> _Problem to work on_
Locate each line with the string "upgrade" in the listing below and copy it.

------ Available records ------

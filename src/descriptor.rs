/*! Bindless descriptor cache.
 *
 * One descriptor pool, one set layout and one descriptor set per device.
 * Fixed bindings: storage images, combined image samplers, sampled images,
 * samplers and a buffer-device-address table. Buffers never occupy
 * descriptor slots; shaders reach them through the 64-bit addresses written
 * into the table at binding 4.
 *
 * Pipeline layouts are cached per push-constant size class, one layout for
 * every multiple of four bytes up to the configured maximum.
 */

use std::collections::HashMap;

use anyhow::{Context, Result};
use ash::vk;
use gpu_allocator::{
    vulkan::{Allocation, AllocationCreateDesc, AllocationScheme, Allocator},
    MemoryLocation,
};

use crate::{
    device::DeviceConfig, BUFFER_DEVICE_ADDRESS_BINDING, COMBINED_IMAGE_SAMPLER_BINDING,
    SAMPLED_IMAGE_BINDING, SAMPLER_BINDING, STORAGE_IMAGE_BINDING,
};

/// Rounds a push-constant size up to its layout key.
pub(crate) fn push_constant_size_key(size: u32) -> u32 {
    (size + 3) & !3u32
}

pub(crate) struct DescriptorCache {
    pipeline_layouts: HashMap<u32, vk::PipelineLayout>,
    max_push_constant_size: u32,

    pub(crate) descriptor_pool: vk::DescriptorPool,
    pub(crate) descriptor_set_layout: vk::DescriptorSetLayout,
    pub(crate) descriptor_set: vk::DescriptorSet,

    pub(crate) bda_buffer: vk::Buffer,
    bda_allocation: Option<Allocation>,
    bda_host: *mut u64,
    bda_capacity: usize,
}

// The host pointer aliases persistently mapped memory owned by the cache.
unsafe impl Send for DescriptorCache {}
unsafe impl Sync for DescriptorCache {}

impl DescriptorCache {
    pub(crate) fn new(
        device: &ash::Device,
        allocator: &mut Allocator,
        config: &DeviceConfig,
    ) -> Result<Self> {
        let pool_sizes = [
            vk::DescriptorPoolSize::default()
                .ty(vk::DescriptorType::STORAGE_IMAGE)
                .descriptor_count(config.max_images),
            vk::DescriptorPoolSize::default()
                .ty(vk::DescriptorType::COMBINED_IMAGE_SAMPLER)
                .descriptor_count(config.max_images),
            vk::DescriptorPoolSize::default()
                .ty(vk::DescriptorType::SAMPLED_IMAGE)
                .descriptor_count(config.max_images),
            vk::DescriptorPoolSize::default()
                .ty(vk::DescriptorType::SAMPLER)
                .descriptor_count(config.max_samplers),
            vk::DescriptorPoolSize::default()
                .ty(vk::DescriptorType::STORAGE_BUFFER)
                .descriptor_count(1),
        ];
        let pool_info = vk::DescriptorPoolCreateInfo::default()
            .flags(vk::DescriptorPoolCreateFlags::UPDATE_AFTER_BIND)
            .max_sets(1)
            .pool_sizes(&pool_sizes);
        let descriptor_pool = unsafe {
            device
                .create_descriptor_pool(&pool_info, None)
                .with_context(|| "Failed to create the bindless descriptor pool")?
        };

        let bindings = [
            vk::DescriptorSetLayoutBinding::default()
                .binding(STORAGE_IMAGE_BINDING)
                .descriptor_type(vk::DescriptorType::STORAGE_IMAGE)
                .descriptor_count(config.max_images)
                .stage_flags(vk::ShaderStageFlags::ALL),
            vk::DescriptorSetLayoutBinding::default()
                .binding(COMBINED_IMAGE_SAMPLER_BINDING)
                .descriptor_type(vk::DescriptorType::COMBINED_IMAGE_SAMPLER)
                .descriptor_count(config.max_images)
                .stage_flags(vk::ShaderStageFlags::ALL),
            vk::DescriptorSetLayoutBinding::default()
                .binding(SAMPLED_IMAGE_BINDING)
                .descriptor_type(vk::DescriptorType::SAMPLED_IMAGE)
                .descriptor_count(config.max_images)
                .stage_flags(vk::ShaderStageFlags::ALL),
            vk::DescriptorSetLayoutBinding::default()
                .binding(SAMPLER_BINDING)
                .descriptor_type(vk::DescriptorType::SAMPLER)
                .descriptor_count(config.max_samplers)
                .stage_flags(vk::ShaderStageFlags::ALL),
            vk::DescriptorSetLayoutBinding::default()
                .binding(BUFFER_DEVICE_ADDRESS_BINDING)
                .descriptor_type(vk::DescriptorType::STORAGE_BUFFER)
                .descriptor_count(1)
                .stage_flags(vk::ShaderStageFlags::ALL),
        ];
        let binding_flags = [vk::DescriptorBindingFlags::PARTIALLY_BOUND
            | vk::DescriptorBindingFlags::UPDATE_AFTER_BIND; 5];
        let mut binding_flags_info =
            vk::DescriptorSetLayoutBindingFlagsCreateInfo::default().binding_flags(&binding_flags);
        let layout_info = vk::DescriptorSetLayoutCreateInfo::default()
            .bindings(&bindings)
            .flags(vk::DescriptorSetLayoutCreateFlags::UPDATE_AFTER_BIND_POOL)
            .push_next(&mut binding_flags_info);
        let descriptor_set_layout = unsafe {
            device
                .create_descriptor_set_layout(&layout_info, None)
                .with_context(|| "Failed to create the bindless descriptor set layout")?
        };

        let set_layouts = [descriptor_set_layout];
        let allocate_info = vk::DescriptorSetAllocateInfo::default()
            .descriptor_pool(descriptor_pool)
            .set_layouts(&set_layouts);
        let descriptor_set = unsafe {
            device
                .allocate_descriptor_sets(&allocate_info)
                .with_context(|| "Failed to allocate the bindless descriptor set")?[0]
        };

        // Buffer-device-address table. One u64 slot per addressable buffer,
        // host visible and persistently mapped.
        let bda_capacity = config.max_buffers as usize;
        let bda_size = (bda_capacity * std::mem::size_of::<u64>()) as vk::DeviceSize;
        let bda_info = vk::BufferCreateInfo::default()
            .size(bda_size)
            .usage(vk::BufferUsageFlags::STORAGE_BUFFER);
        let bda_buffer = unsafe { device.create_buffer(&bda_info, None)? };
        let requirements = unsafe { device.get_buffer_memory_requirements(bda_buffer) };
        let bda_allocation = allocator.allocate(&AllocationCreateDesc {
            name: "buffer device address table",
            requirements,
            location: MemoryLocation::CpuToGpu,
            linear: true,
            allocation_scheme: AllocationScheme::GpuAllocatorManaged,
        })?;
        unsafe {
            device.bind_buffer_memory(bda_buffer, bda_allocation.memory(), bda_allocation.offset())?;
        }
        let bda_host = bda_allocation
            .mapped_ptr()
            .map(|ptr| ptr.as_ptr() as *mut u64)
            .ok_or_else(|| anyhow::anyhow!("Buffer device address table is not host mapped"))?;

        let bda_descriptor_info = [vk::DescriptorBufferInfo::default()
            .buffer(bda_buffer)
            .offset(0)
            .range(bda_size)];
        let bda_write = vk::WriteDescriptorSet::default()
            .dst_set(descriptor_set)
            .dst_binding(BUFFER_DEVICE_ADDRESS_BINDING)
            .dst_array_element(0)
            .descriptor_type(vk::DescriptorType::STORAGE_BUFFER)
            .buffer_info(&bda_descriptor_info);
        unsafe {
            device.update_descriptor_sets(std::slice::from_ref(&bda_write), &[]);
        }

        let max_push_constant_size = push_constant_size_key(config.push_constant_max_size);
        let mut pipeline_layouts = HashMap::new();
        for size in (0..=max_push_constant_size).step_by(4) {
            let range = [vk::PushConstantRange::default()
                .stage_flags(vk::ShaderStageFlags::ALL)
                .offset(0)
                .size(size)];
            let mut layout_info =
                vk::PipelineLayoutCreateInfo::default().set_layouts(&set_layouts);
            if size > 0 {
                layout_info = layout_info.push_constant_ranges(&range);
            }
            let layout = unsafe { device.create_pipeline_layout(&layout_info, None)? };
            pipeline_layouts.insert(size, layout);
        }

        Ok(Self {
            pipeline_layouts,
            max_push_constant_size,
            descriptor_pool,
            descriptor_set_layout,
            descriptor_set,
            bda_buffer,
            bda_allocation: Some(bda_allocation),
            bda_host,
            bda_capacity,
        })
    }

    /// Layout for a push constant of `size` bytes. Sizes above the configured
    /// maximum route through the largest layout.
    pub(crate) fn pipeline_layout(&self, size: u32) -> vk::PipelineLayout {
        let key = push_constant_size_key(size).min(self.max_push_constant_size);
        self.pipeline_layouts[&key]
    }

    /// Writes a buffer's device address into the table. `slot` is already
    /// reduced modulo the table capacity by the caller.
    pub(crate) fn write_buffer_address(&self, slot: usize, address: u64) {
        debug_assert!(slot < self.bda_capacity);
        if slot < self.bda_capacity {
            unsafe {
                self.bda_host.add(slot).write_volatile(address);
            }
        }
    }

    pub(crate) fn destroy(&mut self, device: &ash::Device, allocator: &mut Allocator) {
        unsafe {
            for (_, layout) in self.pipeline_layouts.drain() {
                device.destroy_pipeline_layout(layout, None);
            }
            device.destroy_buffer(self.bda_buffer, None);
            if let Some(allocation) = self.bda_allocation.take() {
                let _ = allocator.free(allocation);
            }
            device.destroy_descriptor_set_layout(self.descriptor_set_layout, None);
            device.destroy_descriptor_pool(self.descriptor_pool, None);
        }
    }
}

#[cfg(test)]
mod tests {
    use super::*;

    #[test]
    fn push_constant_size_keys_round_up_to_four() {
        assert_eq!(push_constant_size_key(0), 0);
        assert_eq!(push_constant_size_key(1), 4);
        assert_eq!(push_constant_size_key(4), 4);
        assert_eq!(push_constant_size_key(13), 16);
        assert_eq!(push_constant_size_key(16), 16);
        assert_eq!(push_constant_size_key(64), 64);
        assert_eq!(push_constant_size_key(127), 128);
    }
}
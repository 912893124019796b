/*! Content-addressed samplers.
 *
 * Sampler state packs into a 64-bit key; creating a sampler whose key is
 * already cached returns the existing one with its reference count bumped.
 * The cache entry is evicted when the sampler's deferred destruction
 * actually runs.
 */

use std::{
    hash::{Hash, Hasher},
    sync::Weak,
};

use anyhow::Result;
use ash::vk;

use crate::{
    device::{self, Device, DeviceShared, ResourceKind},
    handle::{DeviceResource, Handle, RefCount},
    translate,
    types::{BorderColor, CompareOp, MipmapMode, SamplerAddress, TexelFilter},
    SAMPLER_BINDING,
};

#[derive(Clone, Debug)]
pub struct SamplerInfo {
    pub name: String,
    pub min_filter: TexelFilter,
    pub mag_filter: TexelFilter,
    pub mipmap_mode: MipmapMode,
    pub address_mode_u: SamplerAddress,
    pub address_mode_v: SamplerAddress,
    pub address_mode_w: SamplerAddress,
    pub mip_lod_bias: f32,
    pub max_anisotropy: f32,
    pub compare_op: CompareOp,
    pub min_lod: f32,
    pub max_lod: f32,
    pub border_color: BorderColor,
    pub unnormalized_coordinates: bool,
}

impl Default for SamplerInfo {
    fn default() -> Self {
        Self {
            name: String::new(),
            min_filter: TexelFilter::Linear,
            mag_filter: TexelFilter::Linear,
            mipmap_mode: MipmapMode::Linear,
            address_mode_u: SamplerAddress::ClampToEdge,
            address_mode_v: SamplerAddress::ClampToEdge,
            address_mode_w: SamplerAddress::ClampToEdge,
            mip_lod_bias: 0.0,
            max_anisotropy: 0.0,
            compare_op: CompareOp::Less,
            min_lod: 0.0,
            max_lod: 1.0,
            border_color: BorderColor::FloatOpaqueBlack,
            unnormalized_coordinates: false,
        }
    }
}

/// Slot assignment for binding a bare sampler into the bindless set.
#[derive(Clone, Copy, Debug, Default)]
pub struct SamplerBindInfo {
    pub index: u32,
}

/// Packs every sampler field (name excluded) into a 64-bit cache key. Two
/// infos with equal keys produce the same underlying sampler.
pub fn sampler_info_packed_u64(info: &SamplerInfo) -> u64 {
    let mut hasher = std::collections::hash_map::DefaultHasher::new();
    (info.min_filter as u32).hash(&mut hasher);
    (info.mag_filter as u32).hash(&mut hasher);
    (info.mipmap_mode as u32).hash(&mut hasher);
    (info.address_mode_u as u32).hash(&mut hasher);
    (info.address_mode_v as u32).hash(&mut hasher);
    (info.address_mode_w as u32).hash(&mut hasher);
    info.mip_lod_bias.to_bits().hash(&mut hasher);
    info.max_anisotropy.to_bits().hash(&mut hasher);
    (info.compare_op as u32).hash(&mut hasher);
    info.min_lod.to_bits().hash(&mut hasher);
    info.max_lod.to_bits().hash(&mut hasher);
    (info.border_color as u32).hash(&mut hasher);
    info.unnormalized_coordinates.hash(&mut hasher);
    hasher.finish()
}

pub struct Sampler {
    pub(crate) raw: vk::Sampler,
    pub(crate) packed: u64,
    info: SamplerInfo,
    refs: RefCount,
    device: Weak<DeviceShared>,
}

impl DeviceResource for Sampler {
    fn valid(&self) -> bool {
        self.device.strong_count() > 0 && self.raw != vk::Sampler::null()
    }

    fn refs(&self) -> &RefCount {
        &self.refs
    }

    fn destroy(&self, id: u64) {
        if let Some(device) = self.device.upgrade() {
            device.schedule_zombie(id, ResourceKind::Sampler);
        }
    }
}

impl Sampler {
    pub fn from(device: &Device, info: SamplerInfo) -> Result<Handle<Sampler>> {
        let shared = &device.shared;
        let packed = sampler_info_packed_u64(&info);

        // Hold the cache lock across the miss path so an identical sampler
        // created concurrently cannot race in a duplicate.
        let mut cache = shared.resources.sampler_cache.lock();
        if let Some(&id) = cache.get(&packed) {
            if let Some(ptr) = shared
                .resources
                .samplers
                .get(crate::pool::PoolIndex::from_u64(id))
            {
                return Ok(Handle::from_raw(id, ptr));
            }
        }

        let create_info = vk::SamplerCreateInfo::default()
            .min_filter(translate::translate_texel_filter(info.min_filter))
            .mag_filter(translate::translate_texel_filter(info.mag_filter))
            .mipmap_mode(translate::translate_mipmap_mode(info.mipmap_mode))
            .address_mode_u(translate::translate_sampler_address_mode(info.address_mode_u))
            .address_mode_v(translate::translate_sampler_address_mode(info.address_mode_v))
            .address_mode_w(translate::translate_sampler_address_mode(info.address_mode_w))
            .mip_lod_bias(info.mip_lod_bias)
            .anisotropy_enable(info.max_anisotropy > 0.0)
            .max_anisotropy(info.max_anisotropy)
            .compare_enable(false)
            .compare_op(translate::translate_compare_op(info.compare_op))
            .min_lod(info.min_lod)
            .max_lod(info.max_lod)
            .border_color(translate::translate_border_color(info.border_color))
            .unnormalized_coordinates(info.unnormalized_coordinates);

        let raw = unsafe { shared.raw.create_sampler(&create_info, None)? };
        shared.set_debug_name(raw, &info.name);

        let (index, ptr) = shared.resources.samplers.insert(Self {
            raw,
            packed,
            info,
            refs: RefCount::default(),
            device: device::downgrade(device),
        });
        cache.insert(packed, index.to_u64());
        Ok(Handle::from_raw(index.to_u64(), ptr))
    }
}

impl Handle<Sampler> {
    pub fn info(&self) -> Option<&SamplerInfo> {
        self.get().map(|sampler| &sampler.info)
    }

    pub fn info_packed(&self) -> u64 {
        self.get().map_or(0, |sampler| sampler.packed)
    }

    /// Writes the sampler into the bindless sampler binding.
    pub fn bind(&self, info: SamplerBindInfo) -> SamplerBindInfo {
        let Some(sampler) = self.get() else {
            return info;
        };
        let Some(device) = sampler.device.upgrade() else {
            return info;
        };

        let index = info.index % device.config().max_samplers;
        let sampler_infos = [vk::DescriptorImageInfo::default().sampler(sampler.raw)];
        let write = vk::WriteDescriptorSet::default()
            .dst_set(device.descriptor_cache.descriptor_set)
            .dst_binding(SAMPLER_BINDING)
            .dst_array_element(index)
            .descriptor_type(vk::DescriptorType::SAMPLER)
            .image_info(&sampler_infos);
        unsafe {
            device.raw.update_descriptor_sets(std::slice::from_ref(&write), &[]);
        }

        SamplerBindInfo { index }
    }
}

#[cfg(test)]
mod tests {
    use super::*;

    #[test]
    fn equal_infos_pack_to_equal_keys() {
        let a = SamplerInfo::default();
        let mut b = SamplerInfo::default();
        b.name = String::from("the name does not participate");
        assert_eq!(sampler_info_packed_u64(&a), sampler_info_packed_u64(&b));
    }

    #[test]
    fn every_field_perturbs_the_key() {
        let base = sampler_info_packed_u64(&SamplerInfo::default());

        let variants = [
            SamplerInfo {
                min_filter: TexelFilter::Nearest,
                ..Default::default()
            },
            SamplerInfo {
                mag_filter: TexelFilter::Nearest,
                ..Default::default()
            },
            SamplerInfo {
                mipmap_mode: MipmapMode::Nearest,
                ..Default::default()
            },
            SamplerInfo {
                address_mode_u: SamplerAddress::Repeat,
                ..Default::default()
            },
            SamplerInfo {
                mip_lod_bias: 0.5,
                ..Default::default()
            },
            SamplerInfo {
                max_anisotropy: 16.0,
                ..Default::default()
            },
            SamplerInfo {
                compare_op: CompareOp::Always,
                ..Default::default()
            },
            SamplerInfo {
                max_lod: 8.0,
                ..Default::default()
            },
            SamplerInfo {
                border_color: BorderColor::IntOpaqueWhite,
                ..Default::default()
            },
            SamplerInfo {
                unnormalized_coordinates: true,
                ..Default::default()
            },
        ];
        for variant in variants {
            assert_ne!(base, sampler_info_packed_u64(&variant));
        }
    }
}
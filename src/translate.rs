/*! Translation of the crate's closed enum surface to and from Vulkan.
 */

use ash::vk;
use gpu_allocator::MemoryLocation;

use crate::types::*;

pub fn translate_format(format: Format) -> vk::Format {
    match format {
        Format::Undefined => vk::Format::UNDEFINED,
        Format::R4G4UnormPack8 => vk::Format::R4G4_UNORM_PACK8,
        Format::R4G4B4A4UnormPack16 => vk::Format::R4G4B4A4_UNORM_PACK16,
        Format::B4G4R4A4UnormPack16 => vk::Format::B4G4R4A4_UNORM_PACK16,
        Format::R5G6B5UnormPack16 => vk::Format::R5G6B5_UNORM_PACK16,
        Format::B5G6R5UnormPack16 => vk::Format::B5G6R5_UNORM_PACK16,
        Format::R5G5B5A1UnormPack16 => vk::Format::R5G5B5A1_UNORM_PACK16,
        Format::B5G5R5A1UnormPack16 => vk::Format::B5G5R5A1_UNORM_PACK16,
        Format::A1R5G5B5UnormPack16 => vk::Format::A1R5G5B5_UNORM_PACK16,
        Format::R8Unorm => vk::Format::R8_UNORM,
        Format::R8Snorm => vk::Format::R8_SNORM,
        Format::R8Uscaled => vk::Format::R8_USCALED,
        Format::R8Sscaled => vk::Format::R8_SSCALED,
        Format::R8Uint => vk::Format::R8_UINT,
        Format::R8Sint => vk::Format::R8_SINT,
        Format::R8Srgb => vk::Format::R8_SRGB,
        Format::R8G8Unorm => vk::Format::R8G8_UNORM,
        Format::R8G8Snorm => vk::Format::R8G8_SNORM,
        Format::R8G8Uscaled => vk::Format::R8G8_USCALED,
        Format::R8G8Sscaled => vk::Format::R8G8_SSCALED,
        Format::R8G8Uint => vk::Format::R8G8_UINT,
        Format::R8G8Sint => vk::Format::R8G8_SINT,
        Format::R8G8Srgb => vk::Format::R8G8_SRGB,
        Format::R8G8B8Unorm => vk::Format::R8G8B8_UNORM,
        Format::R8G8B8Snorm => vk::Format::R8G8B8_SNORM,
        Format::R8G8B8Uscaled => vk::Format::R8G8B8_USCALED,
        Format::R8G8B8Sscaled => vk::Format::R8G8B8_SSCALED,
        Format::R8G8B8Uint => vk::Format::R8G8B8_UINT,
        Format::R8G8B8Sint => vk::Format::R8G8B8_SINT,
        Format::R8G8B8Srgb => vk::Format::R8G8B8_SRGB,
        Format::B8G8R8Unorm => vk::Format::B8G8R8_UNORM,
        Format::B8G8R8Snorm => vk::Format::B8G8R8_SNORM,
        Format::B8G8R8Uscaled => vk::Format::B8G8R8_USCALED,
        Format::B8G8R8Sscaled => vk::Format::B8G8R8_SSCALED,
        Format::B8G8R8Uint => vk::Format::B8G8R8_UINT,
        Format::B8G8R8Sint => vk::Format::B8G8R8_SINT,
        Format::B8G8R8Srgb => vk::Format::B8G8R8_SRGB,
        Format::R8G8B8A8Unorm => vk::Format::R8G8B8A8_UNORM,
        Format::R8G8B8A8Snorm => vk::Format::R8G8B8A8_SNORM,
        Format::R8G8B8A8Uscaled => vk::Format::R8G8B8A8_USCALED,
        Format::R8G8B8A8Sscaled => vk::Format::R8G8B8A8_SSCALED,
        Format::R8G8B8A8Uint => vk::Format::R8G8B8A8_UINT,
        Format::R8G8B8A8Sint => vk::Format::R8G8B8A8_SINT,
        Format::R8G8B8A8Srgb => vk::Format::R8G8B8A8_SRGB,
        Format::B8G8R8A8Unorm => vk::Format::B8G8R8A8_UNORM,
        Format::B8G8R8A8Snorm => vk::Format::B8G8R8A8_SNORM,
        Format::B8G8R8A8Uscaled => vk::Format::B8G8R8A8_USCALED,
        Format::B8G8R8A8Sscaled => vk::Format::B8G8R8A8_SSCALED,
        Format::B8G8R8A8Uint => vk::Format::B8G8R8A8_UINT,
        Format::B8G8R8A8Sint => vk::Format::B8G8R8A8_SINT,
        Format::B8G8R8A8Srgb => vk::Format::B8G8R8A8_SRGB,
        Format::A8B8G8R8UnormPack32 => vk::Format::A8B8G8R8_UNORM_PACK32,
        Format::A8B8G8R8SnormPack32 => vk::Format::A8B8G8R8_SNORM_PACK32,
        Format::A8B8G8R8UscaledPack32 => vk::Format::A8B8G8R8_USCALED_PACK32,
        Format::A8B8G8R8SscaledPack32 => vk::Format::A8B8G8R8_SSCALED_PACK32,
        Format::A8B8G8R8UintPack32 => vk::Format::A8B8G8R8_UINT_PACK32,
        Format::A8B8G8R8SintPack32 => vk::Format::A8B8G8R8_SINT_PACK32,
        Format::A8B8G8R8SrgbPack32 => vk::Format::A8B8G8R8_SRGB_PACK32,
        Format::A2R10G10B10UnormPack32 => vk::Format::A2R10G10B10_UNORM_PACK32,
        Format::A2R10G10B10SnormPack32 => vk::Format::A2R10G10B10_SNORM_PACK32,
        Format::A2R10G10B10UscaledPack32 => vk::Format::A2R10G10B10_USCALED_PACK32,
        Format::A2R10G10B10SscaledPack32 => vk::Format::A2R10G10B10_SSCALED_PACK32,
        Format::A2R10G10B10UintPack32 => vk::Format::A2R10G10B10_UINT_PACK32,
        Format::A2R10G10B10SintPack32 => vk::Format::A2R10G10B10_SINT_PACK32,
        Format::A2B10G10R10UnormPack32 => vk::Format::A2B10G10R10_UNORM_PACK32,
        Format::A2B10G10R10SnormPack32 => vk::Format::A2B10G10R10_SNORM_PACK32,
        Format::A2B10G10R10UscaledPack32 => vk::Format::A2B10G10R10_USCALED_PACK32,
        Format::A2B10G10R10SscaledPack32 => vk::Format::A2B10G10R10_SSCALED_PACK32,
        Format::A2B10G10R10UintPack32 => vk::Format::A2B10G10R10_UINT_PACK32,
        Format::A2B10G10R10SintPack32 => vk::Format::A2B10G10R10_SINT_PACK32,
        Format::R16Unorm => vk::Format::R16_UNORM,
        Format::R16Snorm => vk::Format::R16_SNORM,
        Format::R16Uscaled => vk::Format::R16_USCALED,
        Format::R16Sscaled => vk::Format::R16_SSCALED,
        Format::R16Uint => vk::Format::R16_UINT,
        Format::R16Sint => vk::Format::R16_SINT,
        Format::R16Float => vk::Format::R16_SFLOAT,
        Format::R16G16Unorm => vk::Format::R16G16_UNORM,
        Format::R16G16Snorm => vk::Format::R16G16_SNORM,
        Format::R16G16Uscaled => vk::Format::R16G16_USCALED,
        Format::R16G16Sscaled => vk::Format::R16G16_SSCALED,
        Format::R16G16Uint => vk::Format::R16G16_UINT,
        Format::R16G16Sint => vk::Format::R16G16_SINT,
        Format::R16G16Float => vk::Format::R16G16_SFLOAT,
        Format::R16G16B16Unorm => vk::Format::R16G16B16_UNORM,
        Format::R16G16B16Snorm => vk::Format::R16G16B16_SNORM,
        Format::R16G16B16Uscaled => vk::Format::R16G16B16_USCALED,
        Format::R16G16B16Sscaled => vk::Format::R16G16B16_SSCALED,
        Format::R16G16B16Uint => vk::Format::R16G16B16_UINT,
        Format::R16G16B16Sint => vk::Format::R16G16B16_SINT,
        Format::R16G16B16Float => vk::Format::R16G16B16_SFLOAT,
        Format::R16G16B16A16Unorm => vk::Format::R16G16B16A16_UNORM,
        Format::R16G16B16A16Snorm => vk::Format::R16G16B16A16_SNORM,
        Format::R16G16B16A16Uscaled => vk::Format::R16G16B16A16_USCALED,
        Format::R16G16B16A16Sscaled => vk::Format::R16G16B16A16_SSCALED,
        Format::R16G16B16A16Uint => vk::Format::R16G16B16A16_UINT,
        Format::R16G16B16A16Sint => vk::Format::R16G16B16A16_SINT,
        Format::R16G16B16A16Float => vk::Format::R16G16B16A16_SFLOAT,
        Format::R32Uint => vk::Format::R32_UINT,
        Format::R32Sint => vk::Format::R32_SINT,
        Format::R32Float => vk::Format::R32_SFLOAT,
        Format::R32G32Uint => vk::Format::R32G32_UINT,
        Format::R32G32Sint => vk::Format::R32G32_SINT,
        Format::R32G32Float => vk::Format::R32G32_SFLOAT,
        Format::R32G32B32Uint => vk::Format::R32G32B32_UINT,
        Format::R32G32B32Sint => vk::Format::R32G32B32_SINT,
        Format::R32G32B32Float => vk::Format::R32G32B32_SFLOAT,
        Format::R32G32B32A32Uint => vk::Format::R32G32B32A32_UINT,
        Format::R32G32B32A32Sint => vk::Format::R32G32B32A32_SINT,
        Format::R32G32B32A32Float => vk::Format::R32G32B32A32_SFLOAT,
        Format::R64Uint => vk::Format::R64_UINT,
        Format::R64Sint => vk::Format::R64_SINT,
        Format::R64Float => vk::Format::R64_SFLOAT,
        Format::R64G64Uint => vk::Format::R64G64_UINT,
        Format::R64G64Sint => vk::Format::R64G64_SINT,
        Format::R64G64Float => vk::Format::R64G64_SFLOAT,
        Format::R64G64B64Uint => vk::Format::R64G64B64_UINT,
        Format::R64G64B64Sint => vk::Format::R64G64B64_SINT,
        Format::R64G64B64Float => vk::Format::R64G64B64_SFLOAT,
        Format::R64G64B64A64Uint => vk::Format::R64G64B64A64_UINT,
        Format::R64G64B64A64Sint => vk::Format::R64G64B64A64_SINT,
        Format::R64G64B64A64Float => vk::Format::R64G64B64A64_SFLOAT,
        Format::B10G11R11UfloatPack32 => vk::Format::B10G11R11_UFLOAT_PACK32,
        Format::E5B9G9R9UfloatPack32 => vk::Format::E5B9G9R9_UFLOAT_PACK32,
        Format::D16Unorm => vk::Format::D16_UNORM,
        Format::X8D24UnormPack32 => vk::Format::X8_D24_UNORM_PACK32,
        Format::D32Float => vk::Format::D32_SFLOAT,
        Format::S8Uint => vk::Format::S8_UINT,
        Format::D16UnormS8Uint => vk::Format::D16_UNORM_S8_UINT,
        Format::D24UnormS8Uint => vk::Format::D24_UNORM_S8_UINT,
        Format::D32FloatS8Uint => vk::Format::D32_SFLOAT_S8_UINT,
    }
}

------

> _Output of the task_
        if let Some(device) = self.device.upgrade() {
        let Some(device) = sampler.device.upgrade() else {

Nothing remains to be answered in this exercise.